*** Begin section ***
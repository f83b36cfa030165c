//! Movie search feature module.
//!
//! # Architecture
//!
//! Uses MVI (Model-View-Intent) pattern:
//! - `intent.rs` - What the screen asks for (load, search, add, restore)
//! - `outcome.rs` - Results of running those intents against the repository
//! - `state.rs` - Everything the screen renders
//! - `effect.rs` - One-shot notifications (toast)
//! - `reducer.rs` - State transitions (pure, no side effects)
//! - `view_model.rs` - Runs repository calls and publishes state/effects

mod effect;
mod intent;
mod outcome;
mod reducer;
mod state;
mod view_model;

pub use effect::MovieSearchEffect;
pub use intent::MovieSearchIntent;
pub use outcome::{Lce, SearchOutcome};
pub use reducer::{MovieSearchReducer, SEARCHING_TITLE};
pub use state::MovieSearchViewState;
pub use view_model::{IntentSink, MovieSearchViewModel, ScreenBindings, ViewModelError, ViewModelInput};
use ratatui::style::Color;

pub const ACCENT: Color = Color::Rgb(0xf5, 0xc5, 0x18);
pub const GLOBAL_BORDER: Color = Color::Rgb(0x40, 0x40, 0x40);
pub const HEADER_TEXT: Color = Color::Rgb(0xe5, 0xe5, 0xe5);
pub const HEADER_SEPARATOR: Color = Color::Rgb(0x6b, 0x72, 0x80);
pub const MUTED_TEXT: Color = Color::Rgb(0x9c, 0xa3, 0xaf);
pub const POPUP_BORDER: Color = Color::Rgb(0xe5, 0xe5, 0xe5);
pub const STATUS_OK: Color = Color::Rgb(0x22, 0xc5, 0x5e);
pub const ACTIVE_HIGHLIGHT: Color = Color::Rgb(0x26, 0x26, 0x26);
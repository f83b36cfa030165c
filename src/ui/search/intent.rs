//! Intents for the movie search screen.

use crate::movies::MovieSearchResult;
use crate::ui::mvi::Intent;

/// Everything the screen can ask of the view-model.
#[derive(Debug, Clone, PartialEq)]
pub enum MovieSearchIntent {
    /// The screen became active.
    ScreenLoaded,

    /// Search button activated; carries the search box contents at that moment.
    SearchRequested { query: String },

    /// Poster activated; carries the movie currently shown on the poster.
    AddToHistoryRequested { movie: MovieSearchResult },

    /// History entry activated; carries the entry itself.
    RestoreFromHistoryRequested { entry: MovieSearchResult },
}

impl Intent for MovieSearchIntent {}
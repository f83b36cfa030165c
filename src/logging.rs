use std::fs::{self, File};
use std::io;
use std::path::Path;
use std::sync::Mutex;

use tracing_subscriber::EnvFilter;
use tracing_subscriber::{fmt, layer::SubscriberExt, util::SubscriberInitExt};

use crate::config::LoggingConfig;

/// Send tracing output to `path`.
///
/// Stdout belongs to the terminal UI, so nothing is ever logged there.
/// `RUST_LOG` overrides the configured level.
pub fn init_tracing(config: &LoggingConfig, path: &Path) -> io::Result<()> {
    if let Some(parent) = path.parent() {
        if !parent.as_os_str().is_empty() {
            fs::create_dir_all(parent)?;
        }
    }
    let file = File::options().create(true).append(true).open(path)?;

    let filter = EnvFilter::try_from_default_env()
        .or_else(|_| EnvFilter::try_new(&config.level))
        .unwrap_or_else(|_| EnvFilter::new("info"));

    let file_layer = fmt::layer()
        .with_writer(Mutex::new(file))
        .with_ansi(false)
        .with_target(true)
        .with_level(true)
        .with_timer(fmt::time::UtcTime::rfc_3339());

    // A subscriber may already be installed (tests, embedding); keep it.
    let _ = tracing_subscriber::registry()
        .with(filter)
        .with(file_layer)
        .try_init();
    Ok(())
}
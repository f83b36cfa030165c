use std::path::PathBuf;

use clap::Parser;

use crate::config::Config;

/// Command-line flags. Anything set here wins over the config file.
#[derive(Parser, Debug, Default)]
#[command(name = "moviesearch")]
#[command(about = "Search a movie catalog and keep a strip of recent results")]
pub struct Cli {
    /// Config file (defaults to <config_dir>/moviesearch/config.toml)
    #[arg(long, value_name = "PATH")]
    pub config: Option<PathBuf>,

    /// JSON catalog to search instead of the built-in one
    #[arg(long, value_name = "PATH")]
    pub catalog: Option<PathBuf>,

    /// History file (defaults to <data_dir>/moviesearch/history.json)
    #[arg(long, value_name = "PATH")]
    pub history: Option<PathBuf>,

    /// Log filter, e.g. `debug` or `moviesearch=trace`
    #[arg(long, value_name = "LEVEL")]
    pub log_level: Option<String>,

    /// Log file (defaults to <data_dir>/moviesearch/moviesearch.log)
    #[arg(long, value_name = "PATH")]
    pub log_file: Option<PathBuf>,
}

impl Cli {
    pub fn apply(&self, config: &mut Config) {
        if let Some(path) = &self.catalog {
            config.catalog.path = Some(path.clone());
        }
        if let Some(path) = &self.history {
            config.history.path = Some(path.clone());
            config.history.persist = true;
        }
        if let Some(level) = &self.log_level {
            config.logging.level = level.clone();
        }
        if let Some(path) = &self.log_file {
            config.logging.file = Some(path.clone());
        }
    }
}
*** End section ***
*** Begin section ***
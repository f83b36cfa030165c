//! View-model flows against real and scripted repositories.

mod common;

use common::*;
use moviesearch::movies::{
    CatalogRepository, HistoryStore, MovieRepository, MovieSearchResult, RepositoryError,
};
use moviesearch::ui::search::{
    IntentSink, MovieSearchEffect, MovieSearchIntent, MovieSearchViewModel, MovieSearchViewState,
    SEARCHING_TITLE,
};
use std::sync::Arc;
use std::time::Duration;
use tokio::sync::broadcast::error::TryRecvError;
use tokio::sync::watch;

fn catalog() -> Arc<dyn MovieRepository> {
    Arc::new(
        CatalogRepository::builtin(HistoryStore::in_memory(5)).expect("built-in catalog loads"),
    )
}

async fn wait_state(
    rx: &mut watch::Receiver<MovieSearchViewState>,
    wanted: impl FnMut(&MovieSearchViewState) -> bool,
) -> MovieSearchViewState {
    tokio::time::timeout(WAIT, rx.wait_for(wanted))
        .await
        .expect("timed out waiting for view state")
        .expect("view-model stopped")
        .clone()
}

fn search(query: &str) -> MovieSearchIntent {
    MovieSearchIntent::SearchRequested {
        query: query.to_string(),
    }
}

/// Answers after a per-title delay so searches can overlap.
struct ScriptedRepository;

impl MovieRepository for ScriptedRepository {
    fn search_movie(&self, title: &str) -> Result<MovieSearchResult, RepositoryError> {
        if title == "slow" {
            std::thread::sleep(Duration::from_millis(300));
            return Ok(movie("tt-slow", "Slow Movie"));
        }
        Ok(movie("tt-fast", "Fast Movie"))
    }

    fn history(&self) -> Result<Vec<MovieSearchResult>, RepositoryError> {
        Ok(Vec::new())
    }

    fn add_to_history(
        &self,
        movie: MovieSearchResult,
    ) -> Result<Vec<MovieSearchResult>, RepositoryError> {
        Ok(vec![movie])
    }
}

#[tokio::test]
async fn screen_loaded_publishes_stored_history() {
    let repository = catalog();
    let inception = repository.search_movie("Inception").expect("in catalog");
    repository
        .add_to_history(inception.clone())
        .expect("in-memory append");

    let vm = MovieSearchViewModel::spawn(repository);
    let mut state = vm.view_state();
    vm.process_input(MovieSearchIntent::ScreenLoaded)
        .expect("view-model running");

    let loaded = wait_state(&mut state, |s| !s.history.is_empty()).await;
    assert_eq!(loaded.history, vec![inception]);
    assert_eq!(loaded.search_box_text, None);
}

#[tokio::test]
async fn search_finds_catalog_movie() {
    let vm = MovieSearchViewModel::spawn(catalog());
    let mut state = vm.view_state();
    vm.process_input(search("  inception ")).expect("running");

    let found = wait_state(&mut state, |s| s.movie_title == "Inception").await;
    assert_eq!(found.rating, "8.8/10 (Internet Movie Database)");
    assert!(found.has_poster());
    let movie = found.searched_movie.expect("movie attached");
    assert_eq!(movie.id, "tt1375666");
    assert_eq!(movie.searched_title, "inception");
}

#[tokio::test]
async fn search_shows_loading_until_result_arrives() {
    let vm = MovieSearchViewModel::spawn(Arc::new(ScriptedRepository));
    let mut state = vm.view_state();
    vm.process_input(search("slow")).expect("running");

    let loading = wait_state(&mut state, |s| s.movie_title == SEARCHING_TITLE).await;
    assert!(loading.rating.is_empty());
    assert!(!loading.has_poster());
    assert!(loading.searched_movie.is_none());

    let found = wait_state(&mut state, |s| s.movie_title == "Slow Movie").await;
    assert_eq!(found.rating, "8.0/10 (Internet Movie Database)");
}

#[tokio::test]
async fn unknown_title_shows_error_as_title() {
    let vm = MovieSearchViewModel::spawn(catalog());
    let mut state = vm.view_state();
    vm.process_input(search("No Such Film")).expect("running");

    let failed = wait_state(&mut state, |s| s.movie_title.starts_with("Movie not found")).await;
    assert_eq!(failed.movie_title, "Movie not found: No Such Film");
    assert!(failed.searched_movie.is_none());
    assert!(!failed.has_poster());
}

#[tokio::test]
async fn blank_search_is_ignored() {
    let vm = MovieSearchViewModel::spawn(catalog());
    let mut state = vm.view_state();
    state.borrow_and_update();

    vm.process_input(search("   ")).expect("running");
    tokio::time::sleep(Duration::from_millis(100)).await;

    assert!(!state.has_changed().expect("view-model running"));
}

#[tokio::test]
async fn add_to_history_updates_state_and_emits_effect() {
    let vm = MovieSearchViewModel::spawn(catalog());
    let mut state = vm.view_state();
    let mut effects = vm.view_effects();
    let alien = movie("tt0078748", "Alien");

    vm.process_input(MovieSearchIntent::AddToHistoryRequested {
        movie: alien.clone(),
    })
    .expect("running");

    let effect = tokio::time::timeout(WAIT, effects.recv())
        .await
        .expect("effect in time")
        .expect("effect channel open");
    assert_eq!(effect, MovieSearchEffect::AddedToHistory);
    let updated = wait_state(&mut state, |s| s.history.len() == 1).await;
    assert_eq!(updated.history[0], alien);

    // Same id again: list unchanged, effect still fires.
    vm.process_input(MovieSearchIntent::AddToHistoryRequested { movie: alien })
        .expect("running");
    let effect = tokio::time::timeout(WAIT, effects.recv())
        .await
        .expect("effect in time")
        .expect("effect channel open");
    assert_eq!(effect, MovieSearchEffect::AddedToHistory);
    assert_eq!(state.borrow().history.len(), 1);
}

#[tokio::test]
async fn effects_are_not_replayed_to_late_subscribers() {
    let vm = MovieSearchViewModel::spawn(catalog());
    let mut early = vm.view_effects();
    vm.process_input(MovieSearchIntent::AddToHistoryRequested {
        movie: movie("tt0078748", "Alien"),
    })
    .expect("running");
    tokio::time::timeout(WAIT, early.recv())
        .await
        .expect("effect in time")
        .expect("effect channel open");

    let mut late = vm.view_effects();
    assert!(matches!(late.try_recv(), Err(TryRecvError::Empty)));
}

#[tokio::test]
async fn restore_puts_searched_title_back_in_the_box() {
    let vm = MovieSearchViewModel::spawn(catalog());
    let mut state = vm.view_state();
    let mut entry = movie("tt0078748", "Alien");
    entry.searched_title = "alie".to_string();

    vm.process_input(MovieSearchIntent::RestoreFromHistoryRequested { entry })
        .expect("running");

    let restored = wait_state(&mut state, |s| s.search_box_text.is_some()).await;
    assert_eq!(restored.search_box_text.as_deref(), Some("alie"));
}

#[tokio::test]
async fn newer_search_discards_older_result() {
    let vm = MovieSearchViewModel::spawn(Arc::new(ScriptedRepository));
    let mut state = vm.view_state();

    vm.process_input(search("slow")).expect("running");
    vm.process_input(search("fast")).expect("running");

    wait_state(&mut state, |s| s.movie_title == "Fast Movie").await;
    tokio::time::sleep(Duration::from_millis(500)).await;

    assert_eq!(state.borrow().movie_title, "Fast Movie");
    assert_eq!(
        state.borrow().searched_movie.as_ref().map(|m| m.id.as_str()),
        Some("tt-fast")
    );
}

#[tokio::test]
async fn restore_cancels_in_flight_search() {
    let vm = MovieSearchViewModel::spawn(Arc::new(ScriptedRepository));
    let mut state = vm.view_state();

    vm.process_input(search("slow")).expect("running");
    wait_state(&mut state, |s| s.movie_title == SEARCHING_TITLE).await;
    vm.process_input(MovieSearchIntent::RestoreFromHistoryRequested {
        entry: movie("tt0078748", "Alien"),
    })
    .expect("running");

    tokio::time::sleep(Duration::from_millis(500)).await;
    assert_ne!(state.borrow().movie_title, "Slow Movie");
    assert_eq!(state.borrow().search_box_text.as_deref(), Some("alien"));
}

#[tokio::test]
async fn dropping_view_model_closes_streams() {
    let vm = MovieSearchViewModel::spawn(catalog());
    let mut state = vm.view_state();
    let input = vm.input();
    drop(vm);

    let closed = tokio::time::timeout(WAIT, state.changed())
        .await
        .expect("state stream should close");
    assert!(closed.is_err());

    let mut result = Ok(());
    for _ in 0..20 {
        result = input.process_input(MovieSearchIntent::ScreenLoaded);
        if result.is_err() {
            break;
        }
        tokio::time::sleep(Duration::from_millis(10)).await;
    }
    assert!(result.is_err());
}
*** End section ***
▸ **AIM OF THE EXERCISE**:
Given the records above, return exactly the lines starting at the line containing "pub const ACTIVE_HIGHLIGHT: Color" and ending at the line containing "on the poster.", including both.

▸ **RESPONSE**:
pub const ACTIVE_HIGHLIGHT: Color = Color::Rgb(0x26, 0x26, 0x26);
repository f83b36cfa030165c
filename src/ui/search/intent.rs
//! Intents for the movie search screen.

use crate::movies::MovieSearchResult;
use crate::ui::mvi::Intent;

/// Everything the screen can ask of the view-model.
#[derive(Debug, Clone, PartialEq)]
pub enum MovieSearchIntent {
    /// The screen became active.
    ScreenLoaded,

    /// Search button activated; carries the search box contents at that moment.
    SearchRequested { query: String },

    /// Poster activated; carries the movie currently shown on the poster.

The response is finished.